After almost 44 years of service with ChristianaCare, pioneer nurse and Vice President of Quality and patient safety, Michele Campbell walks away in retirement.
Wilmington (DE): Already working from home due to the pandemic, this farewell retirement party didn’t happen at the office. Colleagues including nurses, doctors, family, and friends decided to surprise Michele with a retirement parade at her house.
“She is really a ChristianaCare treasure,” said Dr. Stephen Pearlman, who worked with Campbell. “She was foundational to creating the whole culture of safety within the organization” Pearlman added. “When a situation such as the COVID-19 arises a lot of things that she had put in place in terms of how we monitor patients’ well being and processes, et cetera, is fundamental to how we deal with a crisis like this.”

Michele was part of the nursing leadership team that opened ChristianaCare’s Christiana Hospital in 1985, transitioning 500 patients during the first week alone. In her role as the nurse manager of the Medical Intensive Care unit, where many patients with Coronavirus are cared for, she greeted the first patient when ChristianaCare opened it’s doors at ChristianaCare’s Christiana Hospital. Michele didn’t have the picture with her but she remembers him. “I know his name was George.”, she took a picture with George on that day, and ChristianaCare reflected Michele’s almost 44 years in a slideshow including the picture with George.

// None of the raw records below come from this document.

//! Structural self-checks for the editable topology and ordered chains.
//!
//! [`EditMesh`](crate::topology::EditMesh) implements [`DebugInvariants`] to
//! check vertex/edge/face incidence mirrors after every edit, and the fill
//! invocation runs [`OrderedLoop::validate`](crate::algs::OrderedLoop::validate)
//! through [`debug_invariants!`](crate::debug_invariants) between ordering and
//! building. Checks compile away in release builds unless the
//! `check-invariants` feature is enabled.

use crate::mesh_error::MeshError;

/// A structure whose incidence invariants can be checked on demand.
pub trait DebugInvariants {
    /// Panic on a broken invariant when checks are compiled in.
    fn debug_assert_invariants(&self);
    /// Return the first broken invariant as [`MeshError::InvariantViolation`].
    fn validate_invariants(&self) -> Result<(), MeshError>;
}

/// Run a fallible check and panic with `ctx` if it fails, in debug builds
/// or with `check-invariants`.
#[macro_export]
macro_rules! debug_invariants {
    ($check:expr, $($ctx:tt)*) => {
        #[cfg(any(debug_assertions, feature = "check-invariants"))]
        if let Err(err) = $check {
            panic!(concat!("[invariants] ", $($ctx)*, ": {}"), err);
        }
    };
}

Michele has served in various nursing leadership roles and led various projects, and during her career she played an integral role in the development and implementation of ChristianaCare’s comprehensive quality and safety program. She also championed the Report 2 Learn program, a next-generation online adverse event management platform that makes it easy for employees to report safety concerns so they can immediately resolved.
Outside Einstein Bagels in the Shoppes of Graylyn, almost 50 cars lined up decorated with posters, balloons, and flowers. The drive to her house was just minutes away, and when the caravan of vehicles made it to her street, they wasted no time honking horns and yelling joys of cheers as they drove by her house in almost slow motion.

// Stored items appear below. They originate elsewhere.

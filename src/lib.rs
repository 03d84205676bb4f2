//! # snake-fill
//!
//! snake-fill turns an open, snake-shaped chain of mesh vertices into a strip
//! of quads. The chain is walked in vertex order from one end and cut into
//! overlapping windows of four vertices (stride two); each window becomes a
//! quad under one of two policies:
//!
//! - **snake**: keep the window's natural order `[w0, w1, w2, w3]`;
//! - **saw**: rewire to `[w0, w2, w3, w1]` and remove the `w1`–`w2` edge.
//!
//! ## Layout
//! - [`topology`]: typed handles, the [`MeshGraph`](topology::MeshGraph)
//!   capability trait, and [`EditMesh`](topology::EditMesh), an in-memory
//!   editable topology implementing it
//! - [`algs`]: chain ordering, strip building, and the fill invocation
//!
//! ## Usage
//! ```rust
//! use snake_fill::prelude::*;
//!
//! let mut mesh = EditMesh::chain(8);
//! mesh.select_all();
//! mesh.set_active(Some(VertexId::new(0))).unwrap();
//!
//! let report = fill_selection(&mut mesh, &FillOptions::with_mode(AlgorithmMode::Saw)).unwrap();
//! assert_eq!(report.faces.len(), 3);
//! assert_eq!(report.removed_edges.len(), 3);
//! ```
//!
//! ## Diagnostics
//! Nothing the algorithm meets on its own is fatal. Empty input, a walk that
//! hits its iteration bound, a missing inner edge in saw mode and a short
//! trailing window are logged through the `log` facade and returned in
//! [`FillReport::diagnostics`](algs::FillReport). Only host-side failures
//! surface as [`MeshError`](mesh_error::MeshError).

pub mod algs;
pub mod debug_invariants;
pub mod mesh_error;
pub mod topology;

pub use debug_invariants::DebugInvariants;

/// A convenient prelude to import the most-used traits & types:
pub mod prelude {
    pub use crate::algs::{
        AlgorithmMode, Diagnostic, FillOptions, FillReport, OrderedLoop, StripPlan, WalkScope,
        build_strip, fill, fill_selection, order_loop, resolve_start,
    };
    pub use crate::debug_invariants::DebugInvariants;
    pub use crate::mesh_error::MeshError;
    pub use crate::topology::{EdgeId, EditMesh, FaceId, MeshGraph, VertexId};
}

As she stood outside with her two daughters, colleagues drove by hanging out of sunroofs and windows waving signs and posters. Others were ringing cowbells and blowing bubbles, and almost everybody was briefly stopping to pass on gifts, flowers, cards, champagne, and wine.

Her daughter, Lisa Campbell, who set up a tent in the front yard with a sign that read “Congratulations Michele”, and who is also caring for covid-19 patients, stood outside with her mother. Both shared a few tears of joy.
“It was really heart warming,” Michele Campbell said. “Typically you have a tea party at Christiana, and that was worrisome because people wouldn’t be able to come and remember how we worked together, and today there were people here that I worked with twenty-thirty years ago,” she said. “This actually was fun and very surprising.